PRIMER VIERNES
Acto a las 5’30.- Málaga. En
el Salón.
HORA SANTA a las 7.- En la
iglesia
MADRE DE CRISTO
Al encontrarnos en el PRIMER VIERNES del mes de MAYO, MES
DE MARÍA, la reflexión del blog quiere unir estas dos realidades en esa relación
real que existió entre María y Jesús, esa relación materno-filial, por la que
ella fue inculcando en el Niño, en el adolescente y en el joven la ternura, la
delicadeza, la grandeza, la fe, la confianza en el Dios de Israel, al amor a
los semejantes, la mano tendida, el saber quedarse sin una merienda cuando
alguien la necesitaba más. María no fue solo la “Madre de Jesús” porque lo dio a
luz. Fue la madre que modeló un corazón y lo fue haciendo al modo de Dios, tal
como María lo había conocido y meditado tantas veces a través de sus maravillas
al paso de los siglos en el desenvolvimiento
del Pueblo de Dios. María enseñó a Jesús al Dios de las misericordias,
al Dios cercano y compasivo, al Dios mil veces perdonador, al Dios que acudía a
cada necesidad. María enseñó la belleza que tenía estar abiertos a Dios, a
conocer los secretos amorosos de un Dios que quiso hacer del pueblo hebreo “su
pueblo”, “la esposa fiel”, “el hijo
preferido”, “la viña cuidada”, “el rebaño” bajo sus delicadezas de Pastor… Y
Jesús fue asumiendo y adentrando cada una de aquellas realidades. Y él –de su parte-
le añadió un concepto que resultaba novedoso: Jesús lo experimentó y lo llamó:
PADRE. Y esa idea, casi inconcebible en el mundo judío, la hizo suya María. Y
el Jesús adulto y la Madre, tuvieron conversaciones sublimes que encendían
ambos corazones. María y Jesús se encontraron en las profundidades de una
oración en la que sobrevolaba el pensamiento de un Dios bueno, al que se
dirigían ambas barcas con el alma puesta en el horizonte, en donde tan
fácilmente se encontraban madre e Hijo y se comunicaban las más hermosas
experiencias. Jesús había aprendido de María. María aprendió de Jesús. En un
Primer Viernes de Mayo, al Corazón de Jesús hay que hallarlo junto al Corazón
de María.
Ya decía yo ayer que la crisis brotó de aquella última
afirmación de Jesús: El pan que yo daré
es mi carne para la vida del mundo. Era una afirmación muy fuerte. Había
que “comer su carne y beber su sangre”…, y esa idea repugnaba, se salía de los
límites de una enseñanza espiritual. Hasta allí habían aguantado los oyentes.

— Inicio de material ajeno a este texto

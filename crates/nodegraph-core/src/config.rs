//! Configuration and root-directory resolution.

use serde::{Deserialize, Serialize};
use std::path::{Path, PathBuf};

/// Bundled sample node definitions, relative to the data root.
pub const SAMPLE_NODE_DEFS_FILE: &str = "nodeDefinitions.sample.json";

/// Designated root directories for all store operations.
///
/// Every path a client supplies is resolved against one of these and must
/// stay inside it.
#[derive(Debug, Clone, Serialize, Deserialize)]
pub struct StoreRoots {
    /// Workspace root (e.g. `NODEGRAPH_WORKSPACE` or the current directory).
    pub workspace: PathBuf,
    /// Graph documents root (`<workspace>/graphs`).
    pub graphs: PathBuf,
    /// Project directories root (`<workspace>/projects`).
    pub projects: PathBuf,
    /// Markdown documentation root (`<workspace>/docs`).
    pub docs: PathBuf,
    /// Bundled data root (`<workspace>/data`).
    pub data: PathBuf,
}

impl StoreRoots {
    /// Derive all roots from a workspace directory.
    pub fn new(workspace: impl AsRef<Path>) -> Self {
        let workspace = workspace.as_ref().to_path_buf();
        Self {
            graphs: workspace.join("graphs"),
            projects: workspace.join("projects"),
            docs: workspace.join("docs"),
            data: workspace.join("data"),
            workspace,
        }
    }
}

/// Top-level NodeGraph configuration.
#[derive(Debug, Clone, Serialize, Deserialize)]
pub struct NodeGraphConfig {
    /// HTTP server port.
    pub port: u16,
    /// Store root directories.
    pub roots: StoreRoots,
    /// Default node-definition source (`NODEGRAPH_NODE_DEFS_PATH` may
    /// override it again at load time).
    pub node_defs_path: PathBuf,
}

impl NodeGraphConfig {
    /// Create configuration from environment and defaults.
    ///
    /// `NODEGRAPH_WORKSPACE` selects the workspace root (default: current
    /// directory); `NODEGRAPH_GRAPHS_DIR` and `NODEGRAPH_PROJECTS_DIR`
    /// override the two writable roots individually.
    pub fn from_env() -> std::io::Result<Self> {
        let workspace = match env_path("NODEGRAPH_WORKSPACE") {
            Some(dir) => absolute(dir)?,
            None => std::env::current_dir()?,
        };

        let mut roots = StoreRoots::new(workspace);
        if let Some(dir) = env_path("NODEGRAPH_GRAPHS_DIR") {
            roots.graphs = absolute(dir)?;
        }
        if let Some(dir) = env_path("NODEGRAPH_PROJECTS_DIR") {
            roots.projects = absolute(dir)?;
        }

        let node_defs_path = match env_path("NODEGRAPH_NODE_DEFS_PATH") {
            Some(path) => absolute(path)?,
            None => roots.data.join(SAMPLE_NODE_DEFS_FILE),
        };

        let port = std::env::var("PORT")
            .ok()
            .and_then(|p| p.parse().ok())
            .unwrap_or(3004);

        Ok(Self {
            port,
            roots,
            node_defs_path,
        })
    }
}

fn env_path(key: &str) -> Option<PathBuf> {
    std::env::var_os(key)
        .filter(|v| !v.is_empty())
        .map(PathBuf::from)
}

/// Make a path absolute against the current directory without touching the
/// filesystem (the target may not exist yet).
pub fn absolute(path: impl AsRef<Path>) -> std::io::Result<PathBuf> {
    let path = path.as_ref();
    if path.is_absolute() {
        Ok(path.to_path_buf())
    } else {
        Ok(std::env::current_dir()?.join(path))
    }
}
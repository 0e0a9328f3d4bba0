//! HTTP route handlers — a thin JSON surface over the stores.
//!
//! Validation failures come back as `200` bodies (`{"ok": false, ...}` /
//! `{"valid": false, ...}`); only usage errors and filesystem faults map to
//! error status codes.

pub mod graphs;
pub mod nodes;
pub mod projects;
pub mod resources;

use std::sync::Arc;

use axum::http::StatusCode;
use axum::{Json, Router};
use serde::Serialize;
use serde_json::{json, Value};
use tower_http::cors::CorsLayer;
use tower_http::trace::TraceLayer;

use nodegraph_core::Error;

use crate::state::AppState;

/// Build the main Axum router with all routes.
pub fn build_router(state: Arc<AppState>) -> Router {
    Router::new()
        .nest("/api", api_routes())
        .layer(CorsLayer::permissive())
        .layer(TraceLayer::new_for_http())
        .with_state(state)
}

fn api_routes() -> Router<Arc<AppState>> {
    Router::new()
        .merge(graphs::routes())
        .merge(projects::routes())
        .merge(nodes::routes())
        .merge(resources::routes())
}

/// Map a store error onto a status code and an `{"error": ...}` body.
pub(crate) fn error_response(err: &Error) -> (StatusCode, Json<Value>) {
    let status = match err {
        Error::PathEscape(_) => StatusCode::FORBIDDEN,
        Error::NotFound(_) | Error::UnknownResource(_) => StatusCode::NOT_FOUND,
        Error::AlreadyExists(_) => StatusCode::CONFLICT,
        Error::Usage(_) => StatusCode::BAD_REQUEST,
        Error::MalformedCatalog(_) | Error::Io(_) | Error::Json(_) => {
            StatusCode::INTERNAL_SERVER_ERROR
        }
    };
    (status, Json(json!({ "error": err.to_string() })))
}

/// Serialize a successful payload.
pub(crate) fn ok_json<T: Serialize>(value: &T) -> (StatusCode, Json<Value>) {
    match serde_json::to_value(value) {
        Ok(value) => (StatusCode::OK, Json(value)),
        Err(err) => error_response(&Error::Json(err)),
    }
}
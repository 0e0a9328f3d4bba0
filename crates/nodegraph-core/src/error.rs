//! Error types for the NodeGraph store.
//!
//! Schema validation failures are not represented here: they travel as
//! issue lists inside structured results so a malformed document never
//! aborts a batch listing or a caller's control flow.

use thiserror::Error;

#[derive(Error, Debug)]
pub enum Error {
    #[error("Path escapes base directory: {0}")]
    PathEscape(String),

    #[error("Not found: {0}")]
    NotFound(String),

    #[error("Already exists: {0}")]
    AlreadyExists(String),

    #[error("Node definitions file must contain a JSON array: {0}")]
    MalformedCatalog(String),

    #[error("Unknown resource URI: {0}")]
    UnknownResource(String),

    #[error("Usage error: {0}")]
    Usage(String),

    #[error("IO error: {0}")]
    Io(#[from] std::io::Error),

    #[error("JSON error: {0}")]
    Json(#[from] serde_json::Error),
}

pub type Result<T> = std::result::Result<T, Error>;
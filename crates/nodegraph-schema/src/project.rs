//! Project manifest and composed project document types.

use serde::{Deserialize, Serialize};
use serde_json::{Map, Number, Value};
use std::collections::BTreeMap;

use crate::graph::GraphDocument;

/// Required project identity.
#[derive(Debug, Clone, PartialEq, Serialize, Deserialize)]
pub struct ProjectIdentity {
    pub id: String,
    pub name: String,
}

/// Manifest entry mapping a logical graph id to an on-disk location
/// relative to the project directory.
#[derive(Debug, Clone, PartialEq, Serialize, Deserialize)]
#[serde(rename_all = "camelCase")]
pub struct GraphRef {
    pub graph_id: String,
    pub name: String,
    pub path: String,
    #[serde(skip_serializing_if = "Option::is_none")]
    pub group_name: Option<String>,
    #[serde(skip_serializing_if = "Option::is_none")]
    pub created_at: Option<String>,
    #[serde(skip_serializing_if = "Option::is_none")]
    pub updated_at: Option<String>,
}

/// Organizational group metadata.
#[derive(Debug, Clone, PartialEq, Serialize, Deserialize)]
#[serde(rename_all = "camelCase")]
pub struct GroupEntry {
    #[serde(skip_serializing_if = "Option::is_none")]
    pub top_folder: Option<TopFolder>,
    #[serde(skip_serializing_if = "Option::is_none")]
    pub category_key: Option<String>,
    #[serde(skip_serializing_if = "Option::is_none")]
    pub group_slug: Option<String>,
    #[serde(skip_serializing_if = "Option::is_none")]
    pub group_name: Option<String>,
}

#[derive(Debug, Clone, Copy, PartialEq, Eq, Serialize, Deserialize)]
#[serde(rename_all = "lowercase")]
pub enum TopFolder {
    Server,
    Client,
}

/// The authoritative mapping from logical graph identity to files.
#[derive(Debug, Clone, PartialEq, Serialize, Deserialize)]
#[serde(rename_all = "camelCase")]
pub struct ProjectManifest {
    #[serde(skip_serializing_if = "Option::is_none")]
    pub manifest_version: Option<Number>,
    #[serde(skip_serializing_if = "Option::is_none")]
    pub app_version: Option<String>,
    pub project: ProjectIdentity,
    #[serde(default)]
    pub graphs: Vec<GraphRef>,
    #[serde(default)]
    pub groups: Vec<GroupEntry>,
    #[serde(skip_serializing_if = "Option::is_none")]
    pub struct_groups: Option<Vec<Value>>,
    #[serde(skip_serializing_if = "Option::is_none")]
    pub structures: Option<Vec<Value>>,
    /// Unknown top-level fields, preserved for forward compatibility.
    #[serde(flatten)]
    pub extra: Map<String, Value>,
}

/// A project composed in memory: manifest plus resolved graph and struct
/// payloads. Its canonical persisted form is always the directory of files
/// it was assembled from.
#[derive(Debug, Clone, PartialEq, Serialize, Deserialize)]
pub struct ProjectDocument {
    pub manifest: ProjectManifest,
    #[serde(default)]
    pub graphs: BTreeMap<String, GraphDocument>,
    #[serde(skip_serializing_if = "Option::is_none")]
    pub structs: Option<BTreeMap<String, Value>>,
    /// Unknown top-level fields, preserved for forward compatibility.
    #[serde(flatten)]
    pub extra: Map<String, Value>,
}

Al llegar aquí (Jn 6,53-58) ya se
rebelan y se preguntan con extrañeza y repulsa: ¿Cómo puede éste darnos a comer su carne? Y se está preparando la
ruptura. Pero Jesús sigue ahondando, horadando, y poniendo las cosas cada vez
más “claras” y a la vez más difíciles: Os
aseguro que si no coméis la carne del Hijo el hombre y no bebéis su sangre, no
tenéis vida en vosotros. Algo que para nosotros es de una evidencia y de
una facilidad de comprensión “de andar por casa”, porque ya “nos la ha
traducido” en el misterio de la Eucaristía. Pero para aquellos judíos…, para
aquellos mismos apóstoles, ¿qué podían entender de aquellas afirmaciones así
dichas y así oídas?
El que come mi carne
y bebe mi sangre tiene vida eterna y yo lo resucitaré en el último día. Mi
carne es verdadera comida y mi sangre es verdadera bebida. El que come mi carne
y bebe mi sangre, habita en mí y yo en él. Imaginen que alguien les llega
diciendo unas cosas así. Lo más fácil es tomarlo a broma. Pero Jesús no lo
decía en son de broma. Entonces aquel hombre estaba loco de remate. Y cuando
menos era un iluminado que estaba diciendo sandeces… ¿Cómo iba a dar a comer su
carne y a beber su sangre? Pues acabará diciendo Jesús, afirmándose en sus
dichos: el que me come, vivirá por mí;
éste es el pan que ha bajado del cielo, no como el de vuestros padres, que
comieron el maná y murieron: el que come
este pan, vivirá para siempre.
Celebramos nosotros la
verdad de aquellas palabras. Nos emociona la realidad de aquella promesa que
para nosotros ya es un hecho. Participamos de la Eucaristía como el HECHO REAL
en que todo aquello se ha plasmado. Y damos gracias a Dios porque vemos ya
realizado lo que aquellas gentes tuvieron que recibir con escándalo, porque aún
no se le había revelado el misterio sublime del Jueves Santo.